Из всего этого со всей непреклонностью следует, что сочинительница не обязана знать свой родной язык. Литература и политика обладают одной общей привилегией: любой невежда может преуспевать как в одной, так и в другой области. Можно с уверенностью сказать, что никакого предварительного обучения не требуется, всякому же, кто в этом усомнится, мы советуем обратиться к широко известным современным сочинениям, и если он обнаружит в них крупицу знаний, или хотя бы поверхностное знакомство хоть с какими-нибудь книгами на каком-нибудь языке, или если его вдруг покоробит от никчемного, вышедшего из моды строгого соблюдения правил грамматики, мы обязуемся взять свои слова обратно. На днях ко мне зашел один мой друг; он был в весьма расстроенных чувствах. Его бесценный мальчик, некоторое время служивший в конюшнях мистера Тилбери, прельстившись плисовыми панталонами джентльмена, подвизавшегося в том же заведении, присвоил себе упомянутую принадлежность туалета, а затем уступил ее за бесценок одному родственнику, если не ошибаюсь, - своему дяде. За эту безобидную шалость несчастного Сэма схватили, судили и приговорила к шести месяцам бессмысленной черной работы в исправительном доме.
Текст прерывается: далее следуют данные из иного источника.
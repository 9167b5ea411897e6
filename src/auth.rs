//! API key authentication

use anyhow::{Context, Result};

/// Environment variables checked for a key, in order
pub const API_KEY_ENV_VARS: [&str; 2] = ["GEMINI_API_KEY", "GOOGLE_API_KEY"];

/// API key authentication handler
#[derive(Clone)]
pub struct ApiKeyAuth {
    api_key: String,
}

impl ApiKeyAuth {
    /// Create from an API key string
    pub fn new(api_key: impl Into<String>) -> Self {
        Self {
            api_key: api_key.into(),
        }
    }

    /// Load API key from the environment
    pub fn from_env() -> Result<Self> {
        Self::resolve(None, |name| std::env::var(name).ok())
    }

    /// Resolve a key from the configured value, falling back to `lookup` for
    /// each of [`API_KEY_ENV_VARS`]
    pub fn resolve(
        configured: Option<&str>,
        lookup: impl Fn(&str) -> Option<String>,
    ) -> Result<Self> {
        let api_key = configured
            .map(str::to_string)
            .or_else(|| API_KEY_ENV_VARS.iter().find_map(|&name| lookup(name)))
            .context("No API key configured (set gemini.api_key or GEMINI_API_KEY)")?;

        let auth = Self::new(api_key);
        auth.validate()?;
        Ok(auth)
    }

    /// Get the API key
    pub fn api_key(&self) -> &str {
        &self.api_key
    }

    /// Validate the API key format
    pub fn validate(&self) -> Result<()> {
        if self.api_key.trim().is_empty() {
            anyhow::bail!("API key is empty");
        }
        if self.api_key.chars().any(char::is_whitespace) {
            anyhow::bail!("API key must not contain whitespace");
        }
        Ok(())
    }
}

impl std::fmt::Debug for ApiKeyAuth {
    fn fmt(&self, f: &mut std::fmt::Formatter<'_>) -> std::fmt::Result {
        f.debug_struct("ApiKeyAuth").field("api_key", &"<redacted>").finish()
    }
}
- Несчастный малый и раньше-то был непутевый, - заметил его отец, взывая к моему человеколюбию, - он еще на конюшне набрался разных уличных словечек, а послушали бы вы его теперь, после того как он вернулся с принудительных работ! Он так выражается, хоть святых вон выноси! Боюсь, что он станет самым заправским вором, а ведь он очень смышленый, умеет читать и писать, и такой бойкий да шустрый, но из-за этой истории с панталонами никто не захочет взять его на работу!
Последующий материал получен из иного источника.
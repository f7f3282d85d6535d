//! Error types for the depotview core library.
//!
//! Each subsystem has its own error type derived with `thiserror`, and a
//! top-level [`CoreError`] enum unifies them for callers that want a single
//! error type.

use thiserror::Error;

// ---------------------------------------------------------------------------
// Top-level error
// ---------------------------------------------------------------------------

/// Unified error type for the entire core library.
#[derive(Debug, Error)]
pub enum CoreError {
    #[error(transparent)]
    Map(#[from] MapError),

    #[error(transparent)]
    Resolve(#[from] ResolveError),

    #[error(transparent)]
    Config(#[from] ConfigError),
}

// ---------------------------------------------------------------------------
// Mapping errors
// ---------------------------------------------------------------------------

/// Errors from the path-mapping engine.
///
/// A failed operation never modifies the rule table.
#[derive(Debug, Error)]
pub enum MapError {
    /// A double quote was opened and never closed.
    #[error("malformed mapping rule '{rule}': unterminated quote")]
    UnterminatedQuote { rule: String },

    /// The rule text (or one of its halves) is empty.
    #[error("malformed mapping rule '{rule}': empty path")]
    EmptyRule { rule: String },

    /// More than two unquoted fields were found in a combined rule.
    #[error("malformed mapping rule '{rule}': expected at most two paths")]
    ExtraField { rule: String },

    /// A path (after any kind prefix) starts with `-` or `+`, which would
    /// read back as a kind prefix once the rule is reversed.
    #[error("malformed mapping rule '{rule}': path '{path}' starts with a kind character")]
    PrefixedPath { rule: String, path: String },

    /// A wildcard pattern could not be compiled.
    #[error("invalid path pattern '{pattern}': {detail}")]
    InvalidPattern { pattern: String, detail: String },

    /// Left and right half lists passed to a pairwise insert differ in length.
    #[error("left and right rule lists differ in length ({left} vs {right})")]
    LengthMismatch { left: usize, right: usize },

    /// No rule maps the path (only raised by strict translation).
    #[error("no mapping rule matches '{path}'")]
    NoMatch { path: String },

    /// The view file could not be loaded.
    #[error("view file error at '{path}': {detail}")]
    ViewFileError { path: String, detail: String },

    /// Generic I/O wrapper.
    #[error("view file I/O error: {0}")]
    IoError(#[from] std::io::Error),
}

// ---------------------------------------------------------------------------
// Resolve errors
// ---------------------------------------------------------------------------

/// Errors from the merge-resolution subsystem.
#[derive(Debug, Error)]
pub enum ResolveError {
    /// Merge data was accessed after the session released it.
    #[error("{what} accessed after the merge data was released")]
    UseAfterRelease { what: &'static str },

    /// The external merge tool reported failure.
    #[error("merge tool '{tool}' failed: {detail}")]
    ExternalToolFailure { tool: String, detail: String },

    /// No merge tool is configured or found in the environment.
    #[error("no merge tool configured (set merge_tool or the P4MERGE/MERGE environment variables)")]
    NoMergeTool,

    /// A user response did not name a known merge action.
    #[error("unknown merge action '{0}'")]
    UnknownAction(String),

    /// The interactive prompt could not produce a response.
    #[error("prompt failed: {0}")]
    PromptFailed(String),

    /// Merge data and the resolver driving it disagree on `force`.
    #[error("merge data was classified with force={data} but the resolver has force={resolver}")]
    ForceMismatch { data: bool, resolver: bool },

    /// A session state-machine transition was invalid.
    #[error("invalid resolve transition from {from} to {to}")]
    InvalidTransition { from: String, to: String },
}

// ---------------------------------------------------------------------------
// Configuration errors
// ---------------------------------------------------------------------------

/// Errors from configuration loading and validation.
#[derive(Debug, Error)]
pub enum ConfigError {
    /// Config file not found.
    #[error("configuration file not found: {0}")]
    FileNotFound(String),

    /// TOML parse error.
    #[error("configuration parse error: {0}")]
    ParseError(String),

    /// A config value is invalid.
    #[error("invalid configuration value for '{field}': {detail}")]
    InvalidValue { field: String, detail: String },

    /// Generic I/O error reading the config file.
    #[error("configuration I/O error: {0}")]
    IoError(#[from] std::io::Error),
}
- Как! - вскричал ваш покорный слуга, пораженный недалекостью своего друга. - У вас такой сын, и вы не знаете, что с ним делать! Смышленый малый, умеет писать, прошел школу на конном дворе, а потом целых шесть месяцев пополнял свое образование в университете, то есть я хочу сказать, - в тюрьме! Да сделайте из него модного романиста, черт бы вас побрал!
И вот я с гордостью могу сообщить, что этот молодой человек, каждый вечер возвращаясь с работы (днем он подметает улицы, и я советую ему не бросать столь надежный кусок хлеба), - так вот, с гордостью повторяю, что каждый вечер он посвящает литературному сочинительству и уже издал отдельными выпусками самый что ни на есть модный роман.
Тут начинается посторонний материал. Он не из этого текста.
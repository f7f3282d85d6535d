//! End-to-end tests for merge resolution.
//!
//! Each test writes base/yours/theirs files to a temp directory, computes
//! statistics with the diff oracle, and drives a full resolve session with
//! scripted callbacks and a fake merge tool that edits the result file.

use std::cell::RefCell;
use std::path::Path;

use tempfile::TempDir;

use depotview_core::callbacks::{ClientUserCallbacks, StatRecord};
use depotview_core::config::AppConfig;
use depotview_core::errors::ResolveError;
use depotview_core::merge::{
    DiffOracle, DiffyOracle, MergeData, MergeFiles, MergeNames, MergeResolver, MergeSession,
    ResolveOutcome, SessionState, ToolExit, ToolRunner,
};

// ===========================================================================
// Helpers
// ===========================================================================

const BASE: &str = "fn main() {\n    let x = 1;\n    println!(\"{}\", x);\n}\n";

struct Fixture {
    _dir: TempDir,
    files: MergeFiles,
}

fn fixture(yours: &str, theirs: &str) -> Fixture {
    let dir = tempfile::tempdir().unwrap();
    let path = |name: &str| dir.path().join(name);
    std::fs::write(path("main.rs.base"), BASE).unwrap();
    std::fs::write(path("main.rs"), yours).unwrap();
    std::fs::write(path("main.rs.theirs"), theirs).unwrap();

    let files = MergeFiles {
        base: path("main.rs.base"),
        yours: path("main.rs"),
        theirs: path("main.rs.theirs"),
        result: path("main.rs.result"),
    };
    Fixture { _dir: dir, files }
}

fn read(path: &Path) -> String {
    std::fs::read_to_string(path).unwrap()
}

fn merge_data(files: &MergeFiles, force: bool) -> MergeData {
    let (base, yours, theirs) = (read(&files.base), read(&files.yours), read(&files.theirs));
    let stats = DiffyOracle::new().statistics(&base, &yours, &theirs, "");
    let names = MergeNames {
        base: Some("//depot/main/main.rs#4".into()),
        yours: Some("//ws/main/main.rs".into()),
        theirs: Some("//depot/main/main.rs#6".into()),
    };
    MergeData::new(names, files.clone(), stats, &MergeResolver::new(force, true))
        .with_digests(DiffyOracle::digests(&base, &yours, &theirs))
}

/// Scripted user answering prompts in order.
#[derive(Default)]
struct ScriptedUser {
    answers: Vec<String>,
    prompts: Vec<String>,
    info: Vec<String>,
    errors: Vec<String>,
    stats: Vec<StatRecord>,
}

impl ClientUserCallbacks for ScriptedUser {
    fn prompt(&mut self, message: &str, _no_echo: bool) -> Result<String, ResolveError> {
        self.prompts.push(message.to_string());
        if self.answers.is_empty() {
            return Err(ResolveError::PromptFailed("no more answers".into()));
        }
        Ok(self.answers.remove(0))
    }

    fn output_info(&mut self, text: &str) {
        self.info.push(text.to_string());
    }

    fn output_error(&mut self, text: &str) {
        self.errors.push(text.to_string());
    }

    fn output_stat(&mut self, record: &StatRecord) {
        self.stats.push(record.clone());
    }
}

/// Merge tool that writes fixed content to the result file.
struct EditingTool {
    content: &'static str,
    code: i32,
    calls: RefCell<Vec<Vec<String>>>,
}

impl ToolRunner for EditingTool {
    fn run(&self, _command: &str, args: &[String]) -> Result<ToolExit, ResolveError> {
        self.calls.borrow_mut().push(args.to_vec());
        if let Some(result) = args.get(3) {
            std::fs::write(result, self.content).map_err(|e| ResolveError::ExternalToolFailure {
                tool: "editing-tool".into(),
                detail: e.to_string(),
            })?;
        }
        Ok(ToolExit {
            code: Some(self.code),
        })
    }
}

fn conflicting() -> Fixture {
    fixture(
        "fn main() {\n    let x = 2;\n    println!(\"{}\", x);\n}\n",
        "fn main() {\n    let x = 3;\n    println!(\"{}\", x);\n}\n",
    )
}

// ===========================================================================
// Tests
// ===========================================================================

#[test]
fn test_only_their_change_auto_resolves_to_theirs() {
    let fx = fixture(BASE, "fn main() {\n    let x = 1;\n    println!(\"x = {}\", x);\n}\n");
    let mut data = merge_data(&fx.files, false);
    let resolver = MergeResolver::new(false, true);
    let mut user = ScriptedUser::default();

    let report = MergeSession::run(&resolver, &mut data, &mut user, None).unwrap();

    assert_eq!(report.outcome, ResolveOutcome::Theirs);
    assert!(user.prompts.is_empty());
    assert_eq!(
        user.info,
        vec!["Diff chunks: 0 yours + 1 theirs + 0 both + 0 conflicting"]
    );
    let record = &user.stats[0];
    assert_eq!(record.get("yourName"), Some("//ws/main/main.rs"));
    assert_eq!(record.get("hint"), Some("theirs"));
    assert!(data.is_released());
}

#[test]
fn test_conflict_prompts_and_accepts_edit_with_tool() {
    let fx = conflicting();
    let mut data = merge_data(&fx.files, false);
    let resolver = MergeResolver::new(false, true).with_merge_tool("p4merge");
    let tool = EditingTool {
        content: "fn main() {\n    let x = 5;\n    println!(\"{}\", x);\n}\n",
        code: 0,
        calls: RefCell::new(Vec::new()),
    };
    let mut user = ScriptedUser {
        answers: vec![String::new()],
        ..ScriptedUser::default()
    };

    let report = MergeSession::run(&resolver, &mut data, &mut user, Some(&tool)).unwrap();

    // Empty answer accepts the suggested "ae".
    assert!(user.prompts[0].ends_with("[ae]: "));
    assert_eq!(report.hint, ResolveOutcome::Edit);
    assert_eq!(report.outcome, ResolveOutcome::Edit);
    assert_eq!(report.tool_succeeded, Some(true));
    assert_eq!(
        report.history.last(),
        Some(&SessionState::Done(ResolveOutcome::Edit))
    );

    let calls = tool.calls.borrow();
    let expected: Vec<String> = [
        &fx.files.base,
        &fx.files.theirs,
        &fx.files.yours,
        &fx.files.result,
    ]
    .iter()
    .map(|p| p.display().to_string())
    .collect();
    assert_eq!(calls[0], expected);
    assert!(read(&fx.files.result).contains("let x = 5;"));
}

#[test]
fn test_force_accepts_merge_with_conflicts() {
    let fx = conflicting();
    let mut data = merge_data(&fx.files, true);
    let resolver = MergeResolver::new(true, true);
    let mut user = ScriptedUser::default();

    let report = MergeSession::run(&resolver, &mut data, &mut user, None).unwrap();
    assert_eq!(report.outcome, ResolveOutcome::Merged);
    assert!(user.prompts.is_empty());

    let (merged, clean) = DiffyOracle::merged_text(
        &read(&fx.files.base),
        &read(&fx.files.yours),
        &read(&fx.files.theirs),
    );
    assert!(!clean);
    assert!(merged.contains("let x = 2;"));
    assert!(merged.contains("let x = 3;"));
}

#[test]
fn test_closed_prompt_quits_without_tool() {
    let fx = conflicting();
    let mut data = merge_data(&fx.files, false);
    let resolver = MergeResolver::new(false, true).with_merge_tool("p4merge");
    let tool = EditingTool {
        content: "",
        code: 0,
        calls: RefCell::new(Vec::new()),
    };
    let mut user = ScriptedUser::default();

    let report = MergeSession::run(&resolver, &mut data, &mut user, Some(&tool)).unwrap();
    assert_eq!(report.outcome, ResolveOutcome::Quit);
    assert_eq!(user.errors.len(), 1);
    assert!(tool.calls.borrow().is_empty());
    assert!(!fx.files.result.exists());
}

#[test]
fn test_failing_tool_is_reported() {
    let fx = conflicting();
    let mut data = merge_data(&fx.files, false);
    let resolver = MergeResolver::new(false, false).with_merge_tool("p4merge");
    let tool = EditingTool {
        content: "partial\n",
        code: 3,
        calls: RefCell::new(Vec::new()),
    };
    let mut user = ScriptedUser::default();

    let report = MergeSession::run(&resolver, &mut data, &mut user, Some(&tool)).unwrap();
    assert_eq!(report.tool_succeeded, Some(false));
    assert!(user.errors[0].contains("exit code 3"));
    assert!(report
        .history
        .contains(&SessionState::ToolInvoked {
            outcome: ResolveOutcome::Edit,
            success: false
        }));
}

#[test]
fn test_resolver_from_config_uses_environment_tool() {
    let mut config: AppConfig = toml::from_str("[resolve]\ninteractive = false\n").unwrap();
    config
        .resolve_env_with(|name| (name == "MERGE").then(|| "meld".to_string()))
        .unwrap();

    let resolver = MergeResolver::from_config(&config.resolve);
    assert!(!resolver.interactive());
    assert_eq!(resolver.merge_tool(), Some("meld"));

    let fx = conflicting();
    let mut data = merge_data(&fx.files, resolver.force());
    let tool = EditingTool {
        content: "done\n",
        code: 0,
        calls: RefCell::new(Vec::new()),
    };
    let mut user = ScriptedUser::default();
    let report = MergeSession::run(&resolver, &mut data, &mut user, Some(&tool)).unwrap();
    assert_eq!(report.outcome, ResolveOutcome::Edit);
    assert_eq!(read(&fx.files.result), "done\n");
}

#[test]
fn test_digests_identify_inputs() {
    let fx = fixture(BASE, BASE);
    let data = merge_data(&fx.files, false);
    let digests = data.digests().unwrap().cloned().unwrap();
    assert_eq!(digests.yours, digests.theirs);
    assert_eq!(digests.yours, digests.merged);
    assert_eq!(data.hint().unwrap(), ResolveOutcome::Merged);

    let json = serde_json::to_value(&digests).unwrap();
    assert_eq!(json["yours"].as_str().map(str::len), Some(64));
}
Я привел этот случай в качестве примера, par example, как сказала бы наша сочинительница, которой доставляет удовольствие выражаться на дурном французском языке. Публике нравится либо самое высшее общество, либо подонки, всякое среднее сословие она считает грубым. От сочинительницы она ждет самой изысканной розовой воды, а от сочинителя - отбросов из сточной канавы. Я прочитал столько романов, написанных ее сиятельством, что, ей же богу, меня привлекают теперь только маркизы. Какого черта нам узнавать об интригах, несчастьях, добродетелях, разговорах каких-нибудь, скажем, графинь, когда за наши деньги мы можем прочитать о герцогинях? Что такое баронет? Тьфу! Меня воротит от грубого красного кулака на его гербе! А барон? Да у него всего только одним шаром больше, чем у ростовщика, и, честное слово, он столь же зауряден. Дражайшая леди Фламмери, заклинаю вас, оставьте этих низких людишек, ради всего святого, не опускайтесь в своем следующем романе ниже герцогского звания! Ну что бы вам написать: "Альберт, или Виндзорские сплетни"? Действие должно происходить в фешенебельных кругах, где неожиданно происходят какие-нибудь разоблачения, захватывающие переживания и т. д. и т. п. Правда, вам придется ввести виконта, что, разумеется, вульгарно, по мы, так и быть, простим это ради его министерского портфеля, - сия благородная деталь послужит некоторым искуплением вульгарного титула. Затем вы могли бы написать "Леопольд, или Невеста Нейи", "Жертва Вюртемберга", "Ольга, или Дочь Самодержца" (великолепное заглавие!), "Анри, или Рим в девятнадцатом столетии". Вообращаю, что это будет за книга и какой прелестный отзыв о ней появится в газете Тимсона.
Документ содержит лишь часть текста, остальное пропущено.